Anna Skwarska1,2, Shaliny Ramachandran1, Grzegorz Dobrynin1, Katarzyna B. Leszczynska1, Ester M. Hammond1

1Cancer Research UK and Medical Research Council Oxford Institute for Radiation Oncology, Department of Oncology, The University of Oxford, Oxford, UK

2Department of Pharmaceutical Technology and Biochemistry, Chemical Faculty, Gdańsk University of Technology, Gdańsk, Poland

Correspondence to:

Anna Skwarska, email: annskwar@pg.gda.pl

Ester M. Hammond, email: ester.hammond@oncology.ox.ac.uk

Keywords: p53, C-1311/Symadex, radiation, senescence, apoptosis

Received: January 27, 2017     Accepted: March 01, 2017     Published: March 10, 2017

ABSTRACT

C-1311 is a small molecule, which has shown promise in a number of pre-clinical and clinical studies. However, the biological response to C-1311 exposure is complicated and has been reported to involve a number of cell fates.
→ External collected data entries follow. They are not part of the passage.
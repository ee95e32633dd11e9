//! Menu Item Model

use rust_decimal::Decimal;
use serde::{Deserialize, Serialize};
use std::fmt;
use std::str::FromStr;
use thiserror::Error;

/// Menu category (菜单分类)
///
/// Order matters: it is the tab order of the ordering screen.
#[derive(Debug, Clone, Copy, Serialize, Deserialize, PartialEq, Eq, Hash)]
pub enum MenuCategory {
    Starters,
    Mains,
    Drinks,
}

impl MenuCategory {
    /// All categories in display order
    pub const ALL: [MenuCategory; 3] = [
        MenuCategory::Starters,
        MenuCategory::Mains,
        MenuCategory::Drinks,
    ];

    pub fn as_str(&self) -> &'static str {
        match self {
            MenuCategory::Starters => "Starters",
            MenuCategory::Mains => "Mains",
            MenuCategory::Drinks => "Drinks",
        }
    }
}

impl fmt::Display for MenuCategory {
    fn fmt(&self, f: &mut fmt::Formatter<'_>) -> fmt::Result {
        write!(f, "{}", self.as_str())
    }
}

/// Error when parsing an unknown category name
#[derive(Debug, Clone, PartialEq, Eq, Error)]
#[error("unknown menu category: {0}")]
pub struct UnknownCategory(pub String);

impl FromStr for MenuCategory {
    type Err = UnknownCategory;

    fn from_str(s: &str) -> Result<Self, Self::Err> {
        MenuCategory::ALL
            .into_iter()
            .find(|c| c.as_str().eq_ignore_ascii_case(s.trim()))
            .ok_or_else(|| UnknownCategory(s.to_string()))
    }
}

/// Catalog item - a purchasable menu entry
///
/// Read-only for ordering code; line items copy what they need at add-time.
#[derive(Debug, Clone, Serialize, Deserialize, PartialEq)]
pub struct CatalogItem {
    pub id: i64,
    pub name: String,
    /// Unit price, never negative
    #[serde(alias = "price")]
    pub unit_price: Decimal,
    pub category: MenuCategory,
    /// Image URL or asset key
    #[serde(alias = "image")]
    pub image_ref: String,
}

impl CatalogItem {
    pub fn new(
        id: i64,
        name: impl Into<String>,
        unit_price: Decimal,
        category: MenuCategory,
        image_ref: impl Into<String>,
    ) -> Self {
        Self {
            id,
            name: name.into(),
            unit_price,
            category,
            image_ref: image_ref.into(),
        }
    }
}
//! Order confirmation notifications
//!
//! The cart's job ends at producing a [`ConfirmedOrder`]; a
//! [`NotificationSink`] decides how the confirmation is shown or forwarded.

use serde::{Deserialize, Serialize};
use shared::order::ConfirmedOrder;
use std::sync::Mutex;

/// Receiver of confirmed orders
pub trait NotificationSink {
    fn order_confirmed(&self, order: &ConfirmedOrder);
}

/// Toast message shown after a confirmation
#[derive(Debug, Clone, PartialEq, Eq, Serialize, Deserialize)]
pub struct Toast {
    pub title: String,
    pub description: String,
}

impl Toast {
    pub fn order_confirmed(order: &ConfirmedOrder) -> Self {
        Self {
            title: "Order Confirmed!".to_string(),
            description: format!(
                "Order for Table {} has been sent to the kitchen.",
                order.table.number
            ),
        }
    }
}

/// In-memory toast queue, drained by the UI
#[derive(Debug, Default)]
pub struct ToastQueue {
    toasts: Mutex<Vec<Toast>>,
}

impl ToastQueue {
    pub fn new() -> Self {
        Self::default()
    }

    /// Take all pending toasts, oldest first
    pub fn drain(&self) -> Vec<Toast> {
        let mut toasts = self.toasts.lock().unwrap_or_else(|e| e.into_inner());
        std::mem::take(&mut *toasts)
    }

    pub fn len(&self) -> usize {
        self.toasts.lock().unwrap_or_else(|e| e.into_inner()).len()
    }

    pub fn is_empty(&self) -> bool {
        self.len() == 0
    }
}

impl NotificationSink for ToastQueue {
    fn order_confirmed(&self, order: &ConfirmedOrder) {
        let toast = Toast::order_confirmed(order);
        self.toasts
            .lock()
            .unwrap_or_else(|e| e.into_inner())
            .push(toast);
    }
}

/// Sink that only writes the confirmation to the log
#[derive(Debug, Default, Clone, Copy)]
pub struct LogNotifier;

impl NotificationSink for LogNotifier {
    fn order_confirmed(&self, order: &ConfirmedOrder) {
        tracing::info!(
            table = order.table.number,
            items = order.item_count(),
            total = %order.total,
            "Order sent to the kitchen"
        );
    }
}
//! 工具模块 - 错误类型和日志

pub mod error;
pub mod logger;

pub use error::{AppError, AppResult};
//! Dining Table Model

use serde::{Deserialize, Serialize};
use std::fmt;

/// Table status shown on the floor overview
#[derive(
    Debug, Clone, Copy, Serialize, Deserialize, PartialEq, Eq, PartialOrd, Ord, Hash, Default,
)]
pub enum TableStatus {
    #[default]
    Free,
    Occupied,
    Serving,
    /// 结账中 - cannot start a new order
    Billing,
}

impl TableStatus {
    /// All statuses in filter-menu order
    pub const ALL: [TableStatus; 4] = [
        TableStatus::Free,
        TableStatus::Occupied,
        TableStatus::Serving,
        TableStatus::Billing,
    ];

    pub fn as_str(&self) -> &'static str {
        match self {
            TableStatus::Free => "Free",
            TableStatus::Occupied => "Occupied",
            TableStatus::Serving => "Serving",
            TableStatus::Billing => "Billing",
        }
    }
}

impl fmt::Display for TableStatus {
    fn fmt(&self, f: &mut fmt::Formatter<'_>) -> fmt::Result {
        write!(f, "{}", self.as_str())
    }
}

/// Dining table entity (桌台)
#[derive(Debug, Clone, Serialize, Deserialize, PartialEq, Eq)]
pub struct DiningTable {
    pub id: i64,
    /// Number printed on the table
    pub number: i32,
    pub status: TableStatus,
    #[serde(default, skip_serializing_if = "Option::is_none")]
    pub customer_count: Option<i32>,
}

impl DiningTable {
    pub fn new(id: i64, number: i32, status: TableStatus) -> Self {
        Self {
            id,
            number,
            status,
            customer_count: None,
        }
    }

    pub fn with_customers(mut self, count: i32) -> Self {
        self.customer_count = Some(count);
        self
    }
}
//! Data models
//!
//! Read-only records supplied by the catalog, floor and roster providers.
//! All IDs are `i64`.

pub mod dining_table;
pub mod menu_item;
pub mod staff;

// Re-exports
pub use dining_table::*;
pub use menu_item::*;
pub use staff::*;
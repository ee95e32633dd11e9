//! Logging Infrastructure
//!
//! Structured logging through `tracing`, to stdout or a daily rolling file.

use std::path::Path;

/// Initialize the logger
pub fn init_logger() {
    init_logger_with_file(None, None);
}

/// Initialize the logger with optional file output
///
/// Falls back to stdout when `log_dir` does not exist. Calling this twice
/// is harmless; the second subscriber is ignored.
pub fn init_logger_with_file(log_level: Option<&str>, log_dir: Option<&Path>) {
    let level = log_level.unwrap_or("info");

    let subscriber = tracing_subscriber::fmt()
        .with_max_level(level.parse().unwrap_or(tracing::Level::INFO))
        .with_file(false)
        .with_line_number(false)
        .with_thread_ids(false)
        .with_target(false);

    if let Some(dir) = log_dir
        && dir.exists()
    {
        let file_appender = tracing_appender::rolling::daily(dir, "pos-front");
        let _ = subscriber.with_ansi(false).with_writer(file_appender).try_init();
        return;
    }

    let _ = subscriber.try_init();
}
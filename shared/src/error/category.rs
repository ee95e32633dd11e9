//! Error category classification

use super::codes::ErrorCode;
use serde::{Deserialize, Serialize};

/// Error category classification based on error code ranges
#[derive(Debug, Clone, Copy, PartialEq, Eq, Hash, Serialize, Deserialize)]
#[serde(rename_all = "snake_case")]
pub enum ErrorCategory {
    /// General errors (0xxx)
    General,
    /// Order errors (4xxx)
    Order,
    /// Product / catalog errors (6xxx)
    Product,
    /// Table errors (7xxx)
    Table,
    /// Anything outside the known ranges
    System,
}

impl ErrorCategory {
    /// Determine category from error code value
    pub fn from_code(code: u16) -> Self {
        match code {
            0..1000 => Self::General,
            4000..5000 => Self::Order,
            6000..7000 => Self::Product,
            7000..8000 => Self::Table,
            _ => Self::System,
        }
    }
}

impl From<ErrorCode> for ErrorCategory {
    fn from(code: ErrorCode) -> Self {
        Self::from_code(code.code())
    }
}

#[cfg(test)]
mod tests {
    use super::*;

    #[test]
    fn test_category_from_code() {
        assert_eq!(ErrorCategory::from(ErrorCode::NotFound), ErrorCategory::General);
        assert_eq!(ErrorCategory::from(ErrorCode::OrderEmpty), ErrorCategory::Order);
        assert_eq!(ErrorCategory::from(ErrorCode::CatalogInvalid), ErrorCategory::Product);
        assert_eq!(
            ErrorCategory::from(ErrorCode::TableNotOrderable),
            ErrorCategory::Table
        );
        assert_eq!(ErrorCategory::from_code(9001), ErrorCategory::System);
    }
}
use std::path::PathBuf;

/// 前台配置 - front-of-house settings
///
/// # 环境变量
///
/// | 环境变量 | 默认值 | 说明 |
/// |----------|--------|------|
/// | ENVIRONMENT | development | 运行环境 |
/// | LOG_LEVEL | info | 日志级别 |
/// | LOG_DIR | (unset) | 日志目录，设置后按天滚动写入文件 |
/// | CATALOG_PATH | (unset) | 菜单 JSON 文件，未设置时使用内置菜单 |
/// | CURRENCY_SYMBOL | $ | 金额显示前缀 |
///
/// # 示例
///
/// ```ignore
/// CATALOG_PATH=./menu.json LOG_LEVEL=debug cargo run
/// ```
#[derive(Debug, Clone)]
pub struct Config {
    /// 运行环境: development | production
    pub environment: String,
    /// tracing max level
    pub log_level: String,
    pub log_dir: Option<PathBuf>,
    /// Catalog file; the seed menu is used when unset
    pub catalog_path: Option<PathBuf>,
    pub currency_symbol: String,
}

impl Config {
    /// 从环境变量加载配置
    ///
    /// 如果环境变量未设置，使用默认值
    pub fn from_env() -> Self {
        Self {
            environment: std::env::var("ENVIRONMENT").unwrap_or_else(|_| "development".into()),
            log_level: std::env::var("LOG_LEVEL").unwrap_or_else(|_| "info".into()),
            log_dir: std::env::var("LOG_DIR").ok().map(PathBuf::from),
            catalog_path: std::env::var("CATALOG_PATH").ok().map(PathBuf::from),
            currency_symbol: std::env::var("CURRENCY_SYMBOL").unwrap_or_else(|_| "$".into()),
        }
    }

    /// 使用自定义值覆盖部分配置
    ///
    /// 常用于测试场景
    pub fn with_overrides(catalog_path: Option<PathBuf>, currency_symbol: impl Into<String>) -> Self {
        let mut config = Self::from_env();
        config.catalog_path = catalog_path;
        config.currency_symbol = currency_symbol.into();
        config
    }

    /// 是否生产环境
    pub fn is_production(&self) -> bool {
        self.environment == "production"
    }

    /// 是否开发环境
    pub fn is_development(&self) -> bool {
        self.environment == "development"
    }
}

impl Default for Config {
    fn default() -> Self {
        Self::from_env()
    }
}
//! Catalog browsing helpers
//!
//! Stateless views over a menu slice. Every helper keeps catalog order,
//! returns a lazy iterator that can be cloned to restart it, and yields
//! nothing (rather than failing) when no item matches.

mod loader;

pub use loader::{CatalogError, load_catalog, validate_catalog};

use shared::models::{CatalogItem, MenuCategory};

/// Items of one category, in catalog order
pub fn by_category(
    items: &[CatalogItem],
    category: MenuCategory,
) -> impl Iterator<Item = &CatalogItem> + Clone {
    items.iter().filter(move |item| item.category == category)
}

/// Items whose name contains `term`, ignoring case
///
/// An empty term matches every item, like an empty search box.
pub fn search<'a>(
    items: &'a [CatalogItem],
    term: &str,
) -> impl Iterator<Item = &'a CatalogItem> + Clone + use<'a> {
    let needle = term.to_lowercase();
    items
        .iter()
        .filter(move |item| item.name.to_lowercase().contains(&needle))
}

/// Contents of one menu tab on the ordering screen: search, then category
pub fn menu_tab<'a>(
    items: &'a [CatalogItem],
    category: MenuCategory,
    term: &str,
) -> impl Iterator<Item = &'a CatalogItem> + Clone + use<'a> {
    search(items, term).filter(move |item| item.category == category)
}

/// Items grouped into tabs, in [`MenuCategory::ALL`] order
///
/// Empty categories are kept so the tab bar stays stable.
pub fn group_by_category(items: &[CatalogItem]) -> Vec<(MenuCategory, Vec<&CatalogItem>)> {
    MenuCategory::ALL
        .into_iter()
        .map(|category| (category, by_category(items, category).collect()))
        .collect()
}

/// Find a catalog item by id
pub fn find_item(items: &[CatalogItem], id: i64) -> Option<&CatalogItem> {
    items.iter().find(|item| item.id == id)
}

#[cfg(test)]
mod tests {
    use super::*;
    use crate::seed;

    fn ids<'a>(iter: impl Iterator<Item = &'a CatalogItem>) -> Vec<i64> {
        iter.map(|item| item.id).collect()
    }

    #[test]
    fn test_by_category_keeps_catalog_order() {
        let menu = seed::menu_items();
        assert_eq!(ids(by_category(&menu, MenuCategory::Mains)), vec![5, 6, 7, 8]);
        assert_eq!(ids(by_category(&menu, MenuCategory::Drinks)), vec![9, 10, 11, 12]);
    }

    #[test]
    fn test_by_category_interleaved_input() {
        let mut menu = seed::menu_items();
        menu.reverse();
        menu.swap(0, 6);
        let mains = ids(by_category(&menu, MenuCategory::Mains));
        let expected: Vec<i64> = menu
            .iter()
            .filter(|i| i.category == MenuCategory::Mains)
            .map(|i| i.id)
            .collect();
        assert_eq!(mains, expected);
    }

    #[test]
    fn test_empty_catalog_yields_nothing() {
        let menu: Vec<CatalogItem> = Vec::new();
        assert_eq!(by_category(&menu, MenuCategory::Starters).count(), 0);
        assert_eq!(search(&menu, "pizza").count(), 0);
        assert_eq!(menu_tab(&menu, MenuCategory::Mains, "").count(), 0);
        assert!(group_by_category(&menu).iter().all(|(_, items)| items.is_empty()));
    }

    #[test]
    fn test_search_is_case_insensitive() {
        let menu = seed::menu_items();
        assert_eq!(ids(search(&menu, "PIZZA")), vec![5]);
        assert_eq!(ids(search(&menu, "ca")), vec![2, 4, 6, 9]);
        assert_eq!(search(&menu, "sushi").count(), 0);
    }

    #[test]
    fn test_search_empty_term_matches_all() {
        let menu = seed::menu_items();
        assert_eq!(search(&menu, "").count(), menu.len());
    }

    #[test]
    fn test_iterators_are_restartable() {
        let menu = seed::menu_items();
        let drinks = by_category(&menu, MenuCategory::Drinks);
        assert_eq!(drinks.clone().count(), 4);
        assert_eq!(ids(drinks), vec![9, 10, 11, 12]);

        let found = search(&menu, "salad");
        assert_eq!(found.clone().count(), 1);
        assert_eq!(found.count(), 1);
    }

    #[test]
    fn test_menu_tab_combines_search_and_category() {
        let menu = seed::menu_items();
        assert_eq!(ids(menu_tab(&menu, MenuCategory::Starters, "ca")), vec![2, 4]);
        assert_eq!(ids(menu_tab(&menu, MenuCategory::Drinks, "ca")), vec![9]);
        assert_eq!(menu_tab(&menu, MenuCategory::Mains, "cola").count(), 0);
    }

    #[test]
    fn test_group_by_category_tab_order() {
        let menu = seed::menu_items();
        let groups = group_by_category(&menu);
        let order: Vec<MenuCategory> = groups.iter().map(|(c, _)| *c).collect();
        assert_eq!(order, MenuCategory::ALL.to_vec());
        assert!(groups.iter().all(|(_, items)| items.len() == 4));
        assert_eq!(groups[0].1[0].name, "Bruschetta");
    }

    #[test]
    fn test_find_item() {
        let menu = seed::menu_items();
        assert_eq!(find_item(&menu, 11).map(|i| i.name.as_str()), Some("Espresso"));
        assert!(find_item(&menu, 100).is_none());
    }
}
Here, we investigated the molecular signaling which determines the response to C-1311 in both cancer and non-cancer cell lines. For the first time we demonstrate that the tumor suppressor, p53 plays a key role in cell fate determination after C-1311 treatment. In the presence of wild-type p53, cells exposed to C-1311 entered senescence. In contrast, cells lines without functional p53 underwent mitotic catastrophe and apoptosis. C-1311 also induced autophagy in a non-p53-dependent manner. Cells in hypoxic conditions also responded to C-1311 in a p53-dependent manner, suggesting that our observations are physiologically relevant. Most importantly, we show that C-1311 can be effectively combined with radiation to improve the radiosensitivity of a panel of cancer cell lines. Together, our data suggest that C-1311 warrants further clinical testing in combination with radiotherapy for the treatment of solid tumors.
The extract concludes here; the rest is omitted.